One of the keys for success for innovative approaches is being user- and problem-centric. In the context of partnership, this means that, rather than viewing a situation through existing organisational lenses, it is important to develop a clear shared understanding of the problem to be solved, and of the intended user group. The Water Explorer partnership, which brings together Global Action Plan and HSBC, is an education programme designed to empower students to act on water challenges. While global, each implementation was fully re-designed around the specific context of the intended users, the school children.
And once innovation has been identified, a whole range of other factors come into play in order to make it happen, include the drive and tenacity of committed individuals and champions, as well as senior-level support. For example, World Vision presented an innovative, free, 24-hour child helpline in Mongolia which they had developed in partnership with the government and Mobicom, a large mobile operator. It was noted that the partnership would not have happened without the ongoing support of the country’s president.
By definition, innovation involves doing things differently and it therefore entails greater risk. In situations where there is a lack of tolerance for risk, or where there is no permission to fail, innovation is usually stifled. This reinforces the need for senior-level buy-in, including within organisations. In the case of the Growing Together partnership between Syngenta and VSO, the company undertook one the most effective possible routes to engendering buy-in from senior managers: sending them to live with the smallholder farmers that were involved in the partnership.
Many of the examples presented involved large companies, NGOs and government partners. A significant level of resource may be required in order to support learning and iteration, though a recent Acumen report identified that it can be possible for companies to partner with smaller entities such as social enterprises. In fact, innovative partnerships can themselves yield social enterprises. For example, the work of Growing Together has led to the creation of Joikko, the first social franchise for farmers in northwest Bangladesh.
Another example came from primary healthcare, where GSK, Barclays and Care International have partnered on Live Well. This partnership involves providing the goods and training volunteer health workers in Zambia to sell products such as solar lighting and healthcare products resulting in improved health and creating a small profit for themselves in the process. GSK notes that this social enterprise approach (different from the company’s traditional donation model) has also created some changes within the parent company, with colleagues taking a different view of the company’s role – more as a genuine partner rather than a donor, and one with the patience to support innovations across the relatively long timescale required to make them happen.
The Enhancing Livelihoods Fund (ELF) highlights another element of innovation. This model follows the example of the iPhone – widely seen as a highly innovative product, but which in fact simply brought together in one place a number of features that already existed in separate places. ELF brings together Oxfam, Unilever and the Ford Foundation, not only providing finance from Ford to smallholders in the supply chain of Unilever’s tier one suppliers, but also technical assistance from Oxfam to ensure a gender empowerment lens is applied through the supported programmes.
It became clear from the highly interactive discussions that in order to encourage innovation and learning, partnership managers must be given the space and tolerance to invest time and resources, make the necessary mistakes, learn and improve.
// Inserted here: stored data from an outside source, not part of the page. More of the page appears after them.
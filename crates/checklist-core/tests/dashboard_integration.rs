//! Integration tests for the dashboard over a file-backed database.
//!
//! Covers the day-to-day workflow (check objectives across several days,
//! then read the history back) and the content and settings round trips.

use chrono::NaiveDate;
use checklist_core::content::{demo_series, SERIES_LEN};
use checklist_core::objectives::DEFAULT_OBJECTIVES;
use checklist_core::{
    Config, ContentSeries, DailyContent, Dashboard, Database, ImportPayload, Person, SettingsStore,
    Today, UserMode, UserSettings,
};

fn date(month: u32, day: u32) -> NaiveDate {
    NaiveDate::from_ymd_opt(2026, month, day).unwrap()
}

fn dashboard_on(db: &Database, day: NaiveDate) -> Dashboard {
    Dashboard::new(db.clone(), Today::at(day), Config::default())
}

fn text(n: usize) -> DailyContent {
    DailyContent {
        original_text: format!("original {n}"),
        translated_text: format!("translated {n}"),
        source_reference: format!("ref {n}"),
    }
}

#[test]
fn test_week_of_checking_builds_streaks() {
    let dir = tempfile::tempdir().unwrap();
    let db = Database::open_at(dir.path().join("checklist.db"), 4).unwrap();

    // Three days where A finishes everything, B misses the middle one.
    for day in 15..=17 {
        let dash = dashboard_on(&db, date(10, day));
        dash.save_today(&[
            checklist_core::ObjectiveEntry::new(date(10, day), "Read"),
            checklist_core::ObjectiveEntry::new(date(10, day), "Walk"),
        ])
        .unwrap();
        for label in ["Read", "Walk"] {
            dash.set_completion(label, Person::A, true).unwrap();
            if day != 16 {
                dash.set_completion(label, Person::B, true).unwrap();
            }
        }
    }

    let report = dashboard_on(&db, date(10, 17)).report(30);
    assert_eq!(report.summary.days, 3);
    assert_eq!(report.summary.entries, 6);
    assert_eq!(report.streaks.a, 3);
    assert_eq!(report.streaks.b, 1);
    assert_eq!(report.series.len(), 3);
    assert_eq!(report.series[1].b_rate, 0.0);

    // A gap day is skipped, not counted as a broken day.
    let report = dashboard_on(&db, date(10, 19)).report(30);
    assert_eq!(report.streaks.a, 3);
}

#[test]
fn test_history_window_excludes_older_days() {
    let db = Database::open_memory().unwrap();
    for day in [1, 10, 19] {
        dashboard_on(&db, date(10, day)).add_default_objectives().unwrap();
    }

    let dash = dashboard_on(&db, date(10, 19));
    let last_ten = dash.history(10);
    assert!(last_ten.iter().all(|e| e.date >= date(10, 10)));
    assert_eq!(last_ten.len(), 2 * DEFAULT_OBJECTIVES.len());
    assert_eq!(last_ten[0].date, date(10, 19));
    assert_eq!(dash.history(30).len(), 3 * DEFAULT_OBJECTIVES.len());
}

#[test]
fn test_content_fallback_wraps_and_import_caps() {
    let db = Database::open_memory().unwrap();
    let dash = dashboard_on(&db, date(10, 19));

    let demo = demo_series(ContentSeries::Secondary);
    assert_eq!(dash.content_for_day(ContentSeries::Secondary, 1), demo[0]);
    assert_eq!(dash.content_for_day(ContentSeries::Secondary, 366), demo[0]);
    assert_eq!(dash.content_for_day(ContentSeries::Secondary, 0), demo[SERIES_LEN - 1]);

    let payload = ImportPayload {
        primary: (0..400).map(text).collect(),
        secondary: Vec::new(),
    };
    let summary = dash.import_content(&payload).unwrap();
    assert_eq!(summary.primary, SERIES_LEN);
    assert_eq!(summary.secondary, 0);
    assert_eq!(dash.content_for_day(ContentSeries::Primary, 1), text(0));
    assert_eq!(dash.content_for_day(ContentSeries::Primary, 365), text(364));
    // Past the end of the stored series, the fallback takes over.
    assert_eq!(
        dash.content_for_day(ContentSeries::Primary, 366),
        demo_series(ContentSeries::Primary)[0]
    );
}

#[test]
fn test_import_accepts_legacy_field_names() {
    let json = r#"{
        "hadiths": [{"arabic": "a", "french": "f", "reference": "r"}],
        "ayats": []
    }"#;
    let payload = ImportPayload::from_json(json).unwrap();
    assert_eq!(payload.primary.len(), 1);
    assert_eq!(payload.primary[0].translated_text, "f");

    let db = Database::open_memory().unwrap();
    let dash = dashboard_on(&db, date(1, 1));
    dash.import_content(&payload).unwrap();
    assert_eq!(dash.today_content().primary.source_reference, "r");
}

#[test]
fn test_seeding_is_idempotent() {
    let db = Database::open_memory().unwrap();
    let dash = dashboard_on(&db, date(10, 19));
    assert_eq!(dash.seed_content(), 2 * SERIES_LEN);
    assert_eq!(dash.seed_content(), 0);
}

#[test]
fn test_settings_stay_a_single_row() {
    let db = Database::open_memory().unwrap();
    let dash = dashboard_on(&db, date(10, 19));
    for mode in [UserMode::IndividualA, UserMode::Family, UserMode::IndividualB] {
        assert!(dash.save_settings(UserSettings {
            mode,
            show_a: true,
            show_b: true,
        }));
    }
    assert_eq!(SettingsStore::new(db.clone()).row_count().unwrap(), 1);
    assert_eq!(dash.settings().mode, UserMode::IndividualB);
}

#[test]
fn test_file_database_survives_reopen() {
    let dir = tempfile::tempdir().unwrap();
    let path = dir.path().join("checklist.db");
    {
        let db = Database::open_at(&path, 2).unwrap();
        dashboard_on(&db, date(10, 19))
            .set_note("Meditation", Person::A, "ten minutes")
            .unwrap();
    }
    let db = Database::open_at(&path, 2).unwrap();
    assert!(db.schema_report().warnings.is_empty());
    let today = dashboard_on(&db, date(10, 19)).today_objectives();
    assert!(today.is_stored());
    let meditation = today
        .entries()
        .iter()
        .find(|e| e.label == "Meditation")
        .unwrap();
    assert_eq!(meditation.note_a, "ten minutes");
}

#[test]
fn test_concurrent_saves_leave_one_complete_set() {
    let dir = tempfile::tempdir().unwrap();
    let db = Database::open_at(dir.path().join("checklist.db"), 4).unwrap();
    let day = date(10, 19);

    let handles: Vec<_> = (0..4)
        .map(|n| {
            let db = db.clone();
            std::thread::spawn(move || {
                let entries: Vec<_> = (0..5)
                    .map(|i| checklist_core::ObjectiveEntry::new(day, format!("writer {n} item {i}")))
                    .collect();
                dashboard_on(&db, day).save_today(&entries).unwrap()
            })
        })
        .collect();
    for handle in handles {
        assert_eq!(handle.join().unwrap(), 5);
    }

    // Last write wins as a whole: all five labels come from one writer.
    let entries = dashboard_on(&db, day).today_objectives().into_entries();
    assert_eq!(entries.len(), 5);
    let writer = entries[0].label.split(" item").next().unwrap().to_string();
    assert!(entries.iter().all(|e| e.label.starts_with(&writer)));
}
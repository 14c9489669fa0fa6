use checklist_core::Person;

use super::{display_name, open_dashboard, CmdResult, PersonArg};

pub fn check(label: &str, person: PersonArg, undo: bool, note: Option<&str>) -> CmdResult {
    let dash = open_dashboard()?;
    let person = Person::from(person);
    dash.record_check(label, person, !undo, note)?;
    let mark = if undo { "unchecked" } else { "checked" };
    println!("{mark} {label} for {}", display_name(dash.config(), person));
    Ok(())
}

pub fn note(label: &str, person: PersonArg, text: &str) -> CmdResult {
    let dash = open_dashboard()?;
    let person = Person::from(person);
    dash.set_note(label, person, text)?;
    println!("note saved on {label} for {}", display_name(dash.config(), person));
    Ok(())
}

pub fn add(label: &str, emoji: Option<&str>, category: Option<&str>) -> CmdResult {
    let dash = open_dashboard()?;
    let count = dash.add_objective(label, emoji, category)?;
    println!("added {} ({count} objectives today)", label.trim());
    Ok(())
}

pub fn remove(label: &str) -> CmdResult {
    let dash = open_dashboard()?;
    let count = dash.remove_objective(label)?;
    println!("removed {label} ({count} objectives today)");
    Ok(())
}

pub fn defaults() -> CmdResult {
    let dash = open_dashboard()?;
    let count = dash.add_default_objectives()?;
    println!("{count} objectives today");
    Ok(())
}

pub fn clear() -> CmdResult {
    let dash = open_dashboard()?;
    let deleted = dash.clear_today()?;
    println!("cleared {deleted} objectives");
    Ok(())
}
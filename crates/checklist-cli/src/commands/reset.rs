use super::{open_dashboard, CmdResult};

/// Delete all objective history. Requires both flags.
pub fn run(yes: bool, confirm: bool) -> CmdResult {
    if !(yes && confirm) {
        return Err("reset deletes all objective history; pass both --yes and --confirm".into());
    }
    let dash = open_dashboard()?;
    let deleted = dash.reset_all_data()?;
    println!("deleted {deleted} objectives");
    Ok(())
}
This iterative process means ongoing adaptation, steered by regular reviews and partnership health checks, covering not only what the partnership is delivering, but also how effectively the partners are working together. World Vision deployed a partnership health check in one of its partnerships in South Africa, including an analysis to assess the power dynamics between partners – leading to a number of course corrections as a result.
The power of partnership to deliver innovation was demonstrated in a highly practical way during the session. Audience members were asked to pair up randomly, with one person stating their biggest problem and the other thinking through how to apply their own approach or resources to solving that problem (a technique introduced as ‘lateral application’) – however diverse or seemingly unconnected those resources might initially appear to be. Even in this highly non-scientific exercise, a series of highly creative ideas were generated, ranging from a pro-gender media campaign in a highly conservative British news outlet through to the development of environmentally sustainable agribusiness projects in refugee areas.
If two strangers are able to innovate together with a chance six-minute encounter at a conference, are there more systematic approaches we can take to catalyse innovation? The Innovation Gateway mentioned earlier provides precisely a mechanism to do this. The Gateway partners are diverse, large organisations ranging from local authorities to airports, working together to ‘transform the performance of buildings with high-impact innovation’. The Gateway applies a highly structured approach through dedicated tools and methodologies to specifically cultivate innovations that are now saving companies hundreds of millions of pounds a year.
Partnerships, by their very nature, force us to work in different ways. If done well, partnerships, particularly across diverse organisations, can be hugely fertile incubators of innovation. And given the urgency of the problems facing the world today, we need all the new solutions we can find.